Investigating an orally available small-molecule inhibitor (vemurafenib) of BRAFV600E in a novel preclinical model of human papillary thyroid cancer.

Abstract

e17014 Background: Patients with BRAFV600E-positive human papillary thyroid cancer (PTC) have poorer prognosis, higher rates of metastases and mortality, and resistance to radioiodine treatment. The goal of this study was to assess the therapeutic efficacy of vemurafenib (a new orally available BRAFV600E selective inhibitor) in a translational therapeutic model of BRAFV600E human nonmetastatic or metastatic PTC. Methods: We have established in vitro cultures of human primary PTC cells with or without heterozygous BRAFWT/V600E, primary normal thyroid (NT) cells, and used previously established human PTC cell lines with BRAFV600E. Immunocytochemistry was used to characterize markers of differentiation. Genotyping (over 500 genes analyzed) by mass spectrometry was performed to determine genetic alterations. Cell viability assays were performed upon different concentrations of vemurafenib: 0.01, 0.1, 1, 5, and 10 µM. Phosphorylation (p) of ERK1/2 (downstream BRAFV600E) was used to measure BRAFV600E activity.
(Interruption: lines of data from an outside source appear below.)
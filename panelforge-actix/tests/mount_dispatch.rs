//! Drives the compiled `Router` through an actual `actix-web` service,
//! exercising [`panelforge_actix::mount()`] end to end rather than unit
//! testing `ActixAdapter` in isolation.
use actix_web::{test, App};
use panelforge_core::{Config, DatabaseIf, Engine};
use std::sync::Arc;

fn test_router() -> Arc<panelforge_core::Router> {
    let mut engine = Engine::new();
    engine.add_config(Config::default());
    engine.add_database("", DatabaseIf::new(Arc::new(panelforge_core::NullConn)));
    engine.set_authenticator(Arc::new(|u: &str, p: &str| u == "admin" && p == "admin"));
    engine.add_plugin(Box::new(panelforge_core::admin::AdminPlugin::new()));
    Arc::new(engine.use_host().unwrap())
}

#[actix_web::test]
async fn login_view_round_trips_through_actix() {
    let router = test_router();
    let app = test::init_service(
        App::new().configure(move |cfg| panelforge_actix::mount(cfg, router.clone())),
    )
    .await;

    let req = test::TestRequest::get().uri("/admin/login").to_request();
    let resp = test::call_service(&app, req).await;
    assert!(resp.status().is_success());
    let body = test::read_body(resp).await;
    assert!(String::from_utf8_lossy(&body).contains("login"));
}

#[actix_web::test]
async fn unmatched_path_yields_404() {
    let router = test_router();
    let app = test::init_service(
        App::new().configure(move |cfg| panelforge_actix::mount(cfg, router.clone())),
    )
    .await;

    let req = test::TestRequest::get().uri("/nowhere").to_request();
    let resp = test::call_service(&app, req).await;
    assert_eq!(resp.status(), actix_web::http::StatusCode::NOT_FOUND);
}

#[actix_web::test]
async fn signin_with_form_body_authenticates() {
    let router = test_router();
    let app = test::init_service(
        App::new().configure(move |cfg| panelforge_actix::mount(cfg, router.clone())),
    )
    .await;

    let req = test::TestRequest::post()
        .uri("/admin/signin")
        .insert_header(("content-type", "application/x-www-form-urlencoded"))
        .set_payload("username=admin&password=admin")
        .to_request();
    let resp = test::call_service(&app, req).await;
    assert!(resp.status().is_success());
    let body = test::read_body(resp).await;
    assert!(String::from_utf8_lossy(&body).contains("\"code\":200"));
}
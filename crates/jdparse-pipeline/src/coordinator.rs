use std::collections::HashMap;
use std::sync::Arc;
use std::time::{Duration, Instant};

use tokio::sync::mpsc::UnboundedSender;
use tokio::sync::Semaphore;
use tokio::task::JoinSet;

use jdparse_core::{BatchReport, InputUnit, ParseOutcome, ProcessingResult};

use crate::processor::JobProcessor;
use crate::progress::ProgressEvent;

/// Fans a batch of input units out across a bounded number of concurrent
/// tasks and collects exactly one result per unit, in completion order.
/// Tasks never touch shared state; the coordinator is the single writer of
/// the result map and the completed count.
pub struct BatchCoordinator {
    processor: Arc<JobProcessor>,
    concurrency: usize,
}

impl BatchCoordinator {
    pub fn new(processor: JobProcessor, concurrency: usize) -> Self {
        Self {
            processor: Arc::new(processor),
            concurrency: concurrency.max(1),
        }
    }

    /// Process every unit and return one result per unit. Progress events
    /// are emitted per completed unit on multi-unit batches only; a dropped
    /// receiver does not stop the batch.
    pub async fn run_batch(
        &self,
        units: Vec<InputUnit>,
        progress: Option<UnboundedSender<ProgressEvent>>,
    ) -> BatchReport {
        let started = Instant::now();
        let total = units.len();

        if total == 0 {
            return BatchReport {
                results: HashMap::new(),
                elapsed: Duration::ZERO,
            };
        }

        // A single unit runs inline: no pool, no progress events.
        if total == 1 {
            let result = self.processor.process(&units[0]).await;
            let mut results = HashMap::new();
            results.insert(result.label.clone(), result);
            return BatchReport {
                results,
                elapsed: started.elapsed(),
            };
        }

        let semaphore = Arc::new(Semaphore::new(self.concurrency));
        let mut tasks = JoinSet::new();
        let mut labels_by_task = HashMap::with_capacity(total);

        for unit in units {
            let processor = self.processor.clone();
            let semaphore = semaphore.clone();
            let label = unit.label.clone();
            let handle = tasks.spawn(async move {
                let _permit = semaphore
                    .acquire_owned()
                    .await
                    .expect("batch semaphore closed");
                processor.process(&unit).await
            });
            labels_by_task.insert(handle.id(), label);
        }

        let mut results = HashMap::with_capacity(total);
        let mut completed = 0usize;

        while let Some(joined) = tasks.join_next_with_id().await {
            let result = match joined {
                Ok((_id, result)) => result,
                // A crash outside the captured-failure contract still yields
                // a result for its label, so the one-result-per-unit
                // invariant holds.
                Err(join_error) => {
                    let label = labels_by_task
                        .get(&join_error.id())
                        .cloned()
                        .unwrap_or_default();
                    tracing::error!(
                        label = %label,
                        error = %join_error,
                        "Batch task failed unexpectedly"
                    );
                    ProcessingResult {
                        label,
                        outcome: ParseOutcome::failed(format!("processing error: {join_error}")),
                        elapsed: Duration::ZERO,
                    }
                }
            };

            results.insert(result.label.clone(), result);
            completed += 1;

            if let Some(sender) = &progress {
                let event = ProgressEvent { completed, total };
                if sender.send(event).is_err() {
                    tracing::debug!("Progress receiver dropped, continuing without reporting");
                }
            }
        }

        let elapsed = started.elapsed();
        let parsed = results.values().filter(|r| r.outcome.is_parsed()).count();
        tracing::info!(
            units = total,
            parsed,
            elapsed_secs = elapsed.as_secs_f64(),
            "Batch complete"
        );

        BatchReport { results, elapsed }
    }
}
mod cache;
mod clean;
mod docx;
mod pdf;

pub use cache::ExtractionCache;

use jdparse_core::{ContentKind, ExtractError};

/// Maximum number of characters kept after cleanup.
pub const MAX_TEXT_CHARS: usize = 3000;

/// Minimum cleaned length considered usable.
pub const MIN_TEXT_CHARS: usize = 50;

/// Extract cleaned plain text from raw file bytes. Pure function of
/// `(content, kind)`: callers may memoize on that pair (see
/// [`ExtractionCache`]).
pub fn extract(content: &[u8], kind: &ContentKind) -> Result<String, ExtractError> {
    let raw = match kind {
        ContentKind::Other(mime) => return Err(ExtractError::Unsupported(mime.clone())),
        _ if content.is_empty() => return Err(ExtractError::NoText),
        ContentKind::Pdf => pdf::extract_text(content)?,
        ContentKind::Docx => docx::extract_text(content)?,
        ContentKind::Text => {
            String::from_utf8(content.to_vec()).map_err(|e| ExtractError::Parse(e.to_string()))?
        }
    };

    if raw.trim().is_empty() {
        return Err(ExtractError::NoText);
    }

    let cleaned = clean::clean_text(&raw);
    if cleaned.chars().count() < MIN_TEXT_CHARS {
        return Err(ExtractError::TooShort);
    }

    Ok(cleaned)
}
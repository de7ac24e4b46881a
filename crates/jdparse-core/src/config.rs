use serde::{Deserialize, Serialize};

#[derive(Debug, Clone, Serialize, Deserialize)]
pub struct AppConfig {
    pub api_url: String,
    pub api_key: String,
    pub model: String,
    pub request_timeout_secs: u64,
    pub max_concurrency: usize,
    pub server_host: String,
    pub server_port: u16,
}

impl AppConfig {
    pub fn from_env() -> Self {
        Self {
            api_url: std::env::var("MISTRAL_API_URL")
                .unwrap_or_else(|_| "https://api.mistral.ai/v1/chat/completions".into()),
            api_key: std::env::var("MISTRAL_API_KEY").unwrap_or_default(),
            model: std::env::var("MISTRAL_MODEL").unwrap_or_else(|_| "mistral-small-latest".into()),
            request_timeout_secs: std::env::var("JDPARSE_REQUEST_TIMEOUT_SECS")
                .ok()
                .and_then(|v| v.parse().ok())
                .unwrap_or(30),
            max_concurrency: std::env::var("JDPARSE_MAX_CONCURRENCY")
                .ok()
                .and_then(|v| v.parse().ok())
                .filter(|&c| c >= 1)
                .unwrap_or(3),
            server_host: std::env::var("SERVER_HOST").unwrap_or_else(|_| "0.0.0.0".into()),
            server_port: std::env::var("SERVER_PORT")
                .ok()
                .and_then(|p| p.parse().ok())
                .unwrap_or(8080),
        }
    }
}
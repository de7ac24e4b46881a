use axum::{
    routing::{get, post},
    Router,
};

use crate::handlers;
use crate::state::AppState;

pub fn create_router() -> Router<AppState> {
    Router::new()
        // Health
        .route("/api/health", get(handlers::health::health_check))
        // Parsing
        .route("/api/parse/text", post(handlers::parse::parse_text))
        .route("/api/parse/files", post(handlers::parse::parse_files))
        .route("/api/parse/runs", get(handlers::parse::list_runs))
}
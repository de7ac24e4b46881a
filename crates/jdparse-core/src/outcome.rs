use std::collections::HashMap;
use std::time::Duration;

use serde::{Deserialize, Serialize};

/// Result of the remote structured-extraction call for one unit. Failures
/// carry a short human-readable reason; decode failures additionally carry a
/// bounded excerpt of the raw model response.
#[derive(Debug, Clone, PartialEq, Serialize, Deserialize)]
#[serde(tag = "status", rename_all = "snake_case")]
pub enum ParseOutcome {
    Parsed {
        fields: serde_json::Value,
    },
    Failed {
        reason: String,
        #[serde(default, skip_serializing_if = "Option::is_none")]
        raw_excerpt: Option<String>,
    },
}

impl ParseOutcome {
    pub fn parsed(fields: serde_json::Value) -> Self {
        Self::Parsed { fields }
    }

    pub fn failed(reason: impl Into<String>) -> Self {
        Self::Failed {
            reason: reason.into(),
            raw_excerpt: None,
        }
    }

    pub fn failed_with_excerpt(reason: impl Into<String>, raw_excerpt: impl Into<String>) -> Self {
        Self::Failed {
            reason: reason.into(),
            raw_excerpt: Some(raw_excerpt.into()),
        }
    }

    pub fn is_parsed(&self) -> bool {
        matches!(self, Self::Parsed { .. })
    }
}

/// One unit's processing result. `elapsed` spans only the remote call and is
/// zero whenever extraction already failed.
#[derive(Debug, Clone)]
pub struct ProcessingResult {
    pub label: String,
    pub outcome: ParseOutcome,
    pub elapsed: Duration,
}

/// Per-label results for one batch run. Keys are unique (last writer wins on
/// label collisions); insertion order is completion order.
pub type BatchResultMap = HashMap<String, ProcessingResult>;

/// Everything a batch run produced, plus its total wall-clock time.
#[derive(Debug)]
pub struct BatchReport {
    pub results: BatchResultMap,
    pub elapsed: Duration,
}

impl BatchReport {
    pub fn parsed_count(&self) -> usize {
        self.results
            .values()
            .filter(|r| r.outcome.is_parsed())
            .count()
    }

    pub fn failed_count(&self) -> usize {
        self.results.len() - self.parsed_count()
    }
}
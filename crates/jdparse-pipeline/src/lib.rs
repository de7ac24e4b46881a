mod coordinator;
mod processor;
mod progress;

pub use coordinator::BatchCoordinator;
pub use processor::JobProcessor;
pub use progress::ProgressEvent;
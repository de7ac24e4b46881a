use std::fmt;

/// Label used for text submitted directly instead of as a file.
pub const PASTED_TEXT_LABEL: &str = "pasted_text";

/// Declared content kind of an input unit, mapped from the MIME-like type
/// string the ingestion surface reports. Anything we cannot extract text
/// from stays as `Other` and is rejected by the extractor.
#[derive(Debug, Clone, PartialEq, Eq, Hash)]
pub enum ContentKind {
    Pdf,
    Docx,
    Text,
    Other(String),
}

impl ContentKind {
    pub fn from_mime(mime: &str) -> Self {
        match mime {
            "application/pdf" => Self::Pdf,
            "application/vnd.openxmlformats-officedocument.wordprocessingml.document"
            | "application/msword" => Self::Docx,
            "text/plain" => Self::Text,
            other => Self::Other(other.to_string()),
        }
    }
}

impl fmt::Display for ContentKind {
    fn fmt(&self, f: &mut fmt::Formatter<'_>) -> fmt::Result {
        let mime = match self {
            Self::Pdf => "application/pdf",
            Self::Docx => {
                "application/vnd.openxmlformats-officedocument.wordprocessingml.document"
            }
            Self::Text => "text/plain",
            Self::Other(other) => other.as_str(),
        };
        f.write_str(mime)
    }
}

/// One file or pasted-text submission. Immutable once created.
#[derive(Debug, Clone)]
pub struct InputUnit {
    pub label: String,
    pub content: Vec<u8>,
    pub kind: ContentKind,
}

impl InputUnit {
    pub fn new(label: impl Into<String>, content: Vec<u8>, kind: ContentKind) -> Self {
        Self {
            label: label.into(),
            content,
            kind,
        }
    }
}
use chrono::{DateTime, Utc};
use serde::{Deserialize, Serialize};
use uuid::Uuid;

use crate::outcome::{BatchReport, ParseOutcome, ProcessingResult};

// --- Health ---

#[derive(Debug, Serialize, Deserialize)]
pub struct HealthResponse {
    pub status: String,
    pub version: String,
    pub model: String,
    pub api_key_configured: bool,
}

// --- Parse ---

#[derive(Debug, Serialize, Deserialize)]
pub struct ParseTextRequest {
    pub text: String,
}

#[derive(Debug, Clone, Serialize, Deserialize)]
pub struct UnitResult {
    pub label: String,
    pub outcome: ParseOutcome,
    pub elapsed_secs: f64,
    /// Filename offered when the client downloads this result as JSON.
    pub download_name: String,
}

impl From<&ProcessingResult> for UnitResult {
    fn from(result: &ProcessingResult) -> Self {
        Self {
            label: result.label.clone(),
            outcome: result.outcome.clone(),
            elapsed_secs: result.elapsed.as_secs_f64(),
            download_name: download_name(&result.label),
        }
    }
}

impl UnitResult {
    /// Indented JSON text for the per-item download.
    pub fn to_pretty_json(&self) -> serde_json::Result<String> {
        serde_json::to_string_pretty(&self.outcome)
    }
}

/// Export filename for one result: the label stem plus a fixed suffix.
fn download_name(label: &str) -> String {
    let stem = label.split('.').next().unwrap_or(label);
    format!("{stem}_parsed.json")
}

#[derive(Debug, Clone, Serialize, Deserialize)]
pub struct BatchSummary {
    pub total: usize,
    pub parsed: usize,
    pub failed: usize,
    pub avg_secs: f64,
    pub total_secs: f64,
}

impl BatchSummary {
    pub fn from_report(report: &BatchReport) -> Self {
        let total = report.results.len();
        let parsed = report.parsed_count();
        let avg_secs = if total == 0 {
            0.0
        } else {
            report
                .results
                .values()
                .map(|r| r.elapsed.as_secs_f64())
                .sum::<f64>()
                / total as f64
        };
        Self {
            total,
            parsed,
            failed: total - parsed,
            avg_secs,
            total_secs: report.elapsed.as_secs_f64(),
        }
    }
}

#[derive(Debug, Serialize, Deserialize)]
pub struct BatchResponse {
    pub results: Vec<UnitResult>,
    #[serde(default, skip_serializing_if = "Option::is_none")]
    pub summary: Option<BatchSummary>,
}

impl BatchResponse {
    pub fn from_report(report: &BatchReport) -> Self {
        let mut results: Vec<UnitResult> = report.results.values().map(UnitResult::from).collect();
        // The result map's order is completion order; sort for stable output.
        results.sort_by(|a, b| a.label.cmp(&b.label));
        let summary = (results.len() > 1).then(|| BatchSummary::from_report(report));
        Self { results, summary }
    }
}

// --- Runs ---

#[derive(Debug, Clone, Serialize, Deserialize, PartialEq)]
#[serde(rename_all = "snake_case")]
pub enum BatchRunState {
    Running,
    Completed,
}

#[derive(Debug, Clone, Serialize, Deserialize)]
pub struct BatchRunStatus {
    pub run_id: Uuid,
    pub source: String,
    pub status: BatchRunState,
    pub started_at: DateTime<Utc>,
    pub finished_at: Option<DateTime<Utc>>,
    pub units: u64,
    pub parsed: u64,
    pub failed: u64,
    pub total_secs: Option<f64>,
}

#[derive(Debug, Serialize, Deserialize)]
pub struct RunsResponse {
    pub runs: Vec<BatchRunStatus>,
}
/// System instruction for the structured-extraction call.
pub(crate) const SYSTEM_PROMPT: &str = "You are a precise data extraction assistant. \
Extract job description fields in valid JSON format. Follow the schema exactly. \
Return only JSON without any additional text or formatting.";

/// Build the user prompt embedding the job-description text into the fixed
/// schema-and-guidelines template.
pub(crate) fn build_user_prompt(text: &str) -> String {
    format!(
        r##"Extract job description data as JSON using this exact format. Pay special attention to salary extraction - look for patterns like "12-17 LPA", "CTC in INR", salary ranges, and convert appropriately:

{{
    "title": "",
    "Qualifications": {{
        "Preferred": [],
        "Required": []
    }},
    "noOfPositions": "",
    "JobLocation": {{
        "Location": "",
        "City": "",
        "State": "",
        "Country": "",
        "IsoCountryCode": "",
        "ZipCode": ""
    }},
    "JobType": "",
    "SalaryOffered": {{
        "MinAmount": "",
        "MaxAmount": "",
        "Currency": ""
    }},
    "ContractDuration": "",
    "officeTimings": "",
    "education": [],
    "ContactPhone": "",
    "ContactPersonName": "",
    "InterviewType": "",
    "InterviewDate": "",
    "InterviewTime": "",
    "InterviewLocation": ""
}}

EXTRACTION GUIDELINES:
- LPA = Lakhs Per Annum, CTC = Cost to Company
- For salary: Look for patterns like "12-17 LPA", "CTC in INR", "X-Y Lakhs", salary ranges. Extract MinAmount and MaxAmount as numbers only (e.g., "12 Lakhs", "17 Lakhs"), Currency as "INR", "USD", etc.
- For qualifications: Split "Must have" into Required array, "Good to have" into Preferred array
- For location: Extract city, state, country from work location mentions
- For positions: Look for "No. of Positions", "#10", "10 positions", etc.
- For job type: Full time, Part time, Contract, etc.
- For timings: Look for working hours, office timings
- For education: Extract degree requirements
- For interview details: Extract interview rounds, panel availability, process details
- Use empty string "" for missing text fields, empty array [] for missing array fields

Job Description:
{text}
"##
    )
}

#[cfg(test)]
mod tests {
    use super::*;

    #[test]
    fn user_prompt_embeds_the_text() {
        let prompt = build_user_prompt("We are hiring a staff engineer in Pune.");
        assert!(prompt.contains("We are hiring a staff engineer in Pune."));
        assert!(prompt.contains("\"SalaryOffered\""));
        assert!(prompt.contains("EXTRACTION GUIDELINES"));
    }
}
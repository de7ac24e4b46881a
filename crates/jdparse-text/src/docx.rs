use docx_rs::{DocumentChild, ParagraphChild, RunChild};
use jdparse_core::ExtractError;

/// Extract all text from the document body, one line per paragraph. Tables
/// and other non-paragraph children are ignored.
pub(crate) fn extract_text(content: &[u8]) -> Result<String, ExtractError> {
    let doc = docx_rs::read_docx(content).map_err(|e| ExtractError::Parse(e.to_string()))?;

    let mut text = String::new();
    for child in doc.document.children {
        if let DocumentChild::Paragraph(paragraph) = child {
            for child in paragraph.children {
                if let ParagraphChild::Run(run) = child {
                    for child in run.children {
                        if let RunChild::Text(t) = child {
                            text.push_str(&t.text);
                        }
                    }
                }
            }
            text.push('\n');
        }
    }

    Ok(text)
}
Results: We have isolated 8 independent batches of primary human non-metastatic or metastatic PTC cells from total thyroidectomy patients with PTC >1.1 cm, and 4 independent batches of primary NT cells from normal matched thyroid tissue specimens. 62.5% of the isolated batches of PTC cells were heterozygous BRAFWT/V600E and expressed epithelial markers and thyroid differentiation markers (e.g. PAX8, TSH-receptor). The NT cells showed no mutations. BRAFWT/V600E nonmetastatic PTC cells showed decreased viability (IC50: 5 µM) and pERK1/2 levels (IC90: 10 µM) when exposed to vemarufenib, with no toxic effects. PTC cells with BRAFWT, or NT cells showed no change in viability and pERK1/2 levels when exposed to vemarufenib. Importantly, BRAFWT/V600E metastatic PTC cells showed a partial suppression of viability and inhibition of pERK1/2 but only at a higher dose (10 µM) of vemurafenib. Conclusions: We have established the first translational therapeutic model of heterozygous BRAFWT/V600E-PTC. Testing of PTC samples for BRAFWT/V600E and testing in vitro will help predict therapeutic efficacy of Vemurafenib in patients with BRAFWT/V600E-PTC.